I remember when I was very young, perhaps 3 or 4 years of age, my father would ‘play fight’ with me. For instance, he would ‘scissor’ me between his legs, exerting enough pressure for it to be painful, or, his speciality, hold me down and tickle me relentlessly to the point, in fact, when I would tearfully BEG him to stop. Laughing and crying at the same time was a peculiar sensation.

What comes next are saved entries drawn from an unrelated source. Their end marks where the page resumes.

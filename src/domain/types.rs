//! Strongly-typed value objects used by the list view.
//!
//! These wrappers enforce basic invariants (non-empty identifiers, positive
//! page sizes, minimum search length) so that once a value reaches the
//! coordinator it can be treated as trusted.
use std::fmt::{Display, Formatter};
use std::ops::Deref;
use std::str::FromStr;

use serde::{Deserialize, Serialize};
use thiserror::Error;

/// Minimum number of characters a search term must have to be applied.
pub const SEARCH_TERM_MIN_LENGTH: usize = 3;

/// Errors produced when attempting to construct a constrained value object.
#[derive(Debug, Error, PartialEq, Eq)]
pub enum TypeConstraintError {
    /// Provided string contained no non-whitespace characters.
    #[error("value cannot be empty")]
    EmptyString,
    /// Page size was zero.
    #[error("page size must be greater than zero")]
    NonPositivePageSize,
    /// Page size could not be parsed as a number.
    #[error("invalid page size: {0}")]
    InvalidPageSize(String),
    /// Search term is shorter than [`SEARCH_TERM_MIN_LENGTH`].
    #[error("search term must be at least {SEARCH_TERM_MIN_LENGTH} characters long")]
    SearchTermTooShort,
}

macro_rules! non_empty_string_newtype {
    ($name:ident, $doc:expr) => {
        #[doc = $doc]
        #[derive(Clone, Debug, Serialize, Deserialize, PartialEq, Eq, PartialOrd, Ord, Hash)]
        #[serde(try_from = "String", into = "String")]
        pub struct $name(String);

        impl $name {
            /// Constructs a trimmed, non-empty value.
            pub fn new<S: Into<String>>(value: S) -> Result<Self, TypeConstraintError> {
                let trimmed = value.into().trim().to_string();
                if trimmed.is_empty() {
                    return Err(TypeConstraintError::EmptyString);
                }
                Ok(Self(trimmed))
            }

            /// Borrow the value as a string slice.
            pub fn as_str(&self) -> &str {
                &self.0
            }

            /// Consume the wrapper and return the owned string.
            pub fn into_inner(self) -> String {
                self.0
            }
        }

        impl Deref for $name {
            type Target = str;

            fn deref(&self) -> &Self::Target {
                &self.0
            }
        }

        impl Display for $name {
            fn fmt(&self, f: &mut Formatter<'_>) -> std::fmt::Result {
                write!(f, "{}", self.0)
            }
        }

        impl TryFrom<String> for $name {
            type Error = TypeConstraintError;

            fn try_from(value: String) -> Result<Self, Self::Error> {
                Self::new(value)
            }
        }

        impl TryFrom<&str> for $name {
            type Error = TypeConstraintError;

            fn try_from(value: &str) -> Result<Self, Self::Error> {
                Self::new(value)
            }
        }

        impl From<$name> for String {
            fn from(value: $name) -> Self {
                value.0
            }
        }
    };
}

non_empty_string_newtype!(AccountId, "Unique identifier for an account record.");

non_empty_string_newtype!(
    AccountName,
    "Account name wrapper enforcing trimmed, non-empty values."
);

non_empty_string_newtype!(
    RecordTypeId,
    "Identifier of the record type used to resolve picklist values."
);

/// Number of records requested per page.
#[derive(Clone, Copy, Debug, Serialize, Deserialize, PartialEq, Eq, Hash)]
#[serde(try_from = "usize", into = "usize")]
pub struct PageSize(usize);

impl PageSize {
    /// Creates a page size ensuring it is greater than zero.
    pub fn new(value: usize) -> Result<Self, TypeConstraintError> {
        if value > 0 {
            Ok(Self(value))
        } else {
            Err(TypeConstraintError::NonPositivePageSize)
        }
    }

    /// Returns the raw `usize` backing this page size.
    pub const fn get(self) -> usize {
        self.0
    }
}

impl Default for PageSize {
    fn default() -> Self {
        Self(crate::DEFAULT_PAGE_SIZE)
    }
}

impl Display for PageSize {
    fn fmt(&self, f: &mut Formatter<'_>) -> std::fmt::Result {
        write!(f, "{}", self.0)
    }
}

impl TryFrom<usize> for PageSize {
    type Error = TypeConstraintError;

    fn try_from(value: usize) -> Result<Self, Self::Error> {
        Self::new(value)
    }
}

impl From<PageSize> for usize {
    fn from(value: PageSize) -> Self {
        value.0
    }
}

impl FromStr for PageSize {
    type Err = TypeConstraintError;

    fn from_str(s: &str) -> Result<Self, Self::Err> {
        let value = s
            .trim()
            .parse::<usize>()
            .map_err(|_| TypeConstraintError::InvalidPageSize(s.to_string()))?;
        Self::new(value)
    }
}

/// Free-text search term that is long enough to be applied as a filter.
///
/// The text is kept as typed: no trimming, length counted in characters.
#[derive(Clone, Debug, Serialize, Deserialize, PartialEq, Eq, Hash)]
#[serde(try_from = "String", into = "String")]
pub struct SearchTerm(String);

impl SearchTerm {
    pub fn new<S: Into<String>>(value: S) -> Result<Self, TypeConstraintError> {
        let value = value.into();
        if value.is_empty() {
            return Err(TypeConstraintError::EmptyString);
        }
        if value.chars().count() < SEARCH_TERM_MIN_LENGTH {
            return Err(TypeConstraintError::SearchTermTooShort);
        }
        Ok(Self(value))
    }

    pub fn as_str(&self) -> &str {
        &self.0
    }

    pub fn into_inner(self) -> String {
        self.0
    }
}

impl Display for SearchTerm {
    fn fmt(&self, f: &mut Formatter<'_>) -> std::fmt::Result {
        write!(f, "{}", self.0)
    }
}

impl TryFrom<String> for SearchTerm {
    type Error = TypeConstraintError;

    fn try_from(value: String) -> Result<Self, Self::Error> {
        Self::new(value)
    }
}

impl TryFrom<&str> for SearchTerm {
    type Error = TypeConstraintError;

    fn try_from(value: &str) -> Result<Self, Self::Error> {
        Self::new(value)
    }
}

impl From<SearchTerm> for String {
    fn from(value: SearchTerm) -> Self {
        value.0
    }
}

#[cfg(test)]
mod tests {
    use super::*;

    #[test]
    fn account_id_rejects_blank_values() {
        assert_eq!(AccountId::new("   "), Err(TypeConstraintError::EmptyString));
        assert_eq!(AccountId::new(" 001A ").unwrap().as_str(), "001A");
    }

    #[test]
    fn page_size_must_be_positive() {
        assert_eq!(PageSize::new(0), Err(TypeConstraintError::NonPositivePageSize));
        assert_eq!(PageSize::new(50).unwrap().get(), 50);
        assert_eq!(PageSize::default().get(), 25);
    }

    #[test]
    fn page_size_parses_combobox_values() {
        assert_eq!("10".parse::<PageSize>().unwrap().get(), 10);
        assert_eq!(
            "ten".parse::<PageSize>(),
            Err(TypeConstraintError::InvalidPageSize("ten".to_string()))
        );
        assert_eq!(
            "0".parse::<PageSize>(),
            Err(TypeConstraintError::NonPositivePageSize)
        );
    }

    #[test]
    fn search_term_requires_three_characters() {
        assert_eq!(SearchTerm::new(""), Err(TypeConstraintError::EmptyString));
        assert_eq!(
            SearchTerm::new("ab"),
            Err(TypeConstraintError::SearchTermTooShort)
        );
        assert_eq!(SearchTerm::new("abc").unwrap().as_str(), "abc");
        // Counted in characters, not bytes.
        assert_eq!(
            SearchTerm::new("жж"),
            Err(TypeConstraintError::SearchTermTooShort)
        );
    }
}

Most bizarrely, too, and, retrospectively, disturbingly, he once told me (again I’d have been about 4 years old), that if I misbehaved he would take down my shorts and underwear and lift me up over the garden fence so the neighbours could see my naked lower body and laugh at me. Disconcertingly odd behaviour on his behalf, surely?

The ‘tickling’ (‘tickling’ can actually be used as a form of torture, by the way, so don’t underestimate its potential effects – just because the victim’s laughing doesn’t mean s/he’s enjoying it!) was carried out by my father under the guise of ‘playing around’ as, to a much lesser degree (I took the threat seriously), perhaps was the threat to humiliate me in front of the neighbours.

Looking back now, it is clear to me both acts were, in fact, acts of mild sadism, even though my father may have claimed (I never brought the subject up whilst he was alive, which I regret) he was just ‘kidding around’.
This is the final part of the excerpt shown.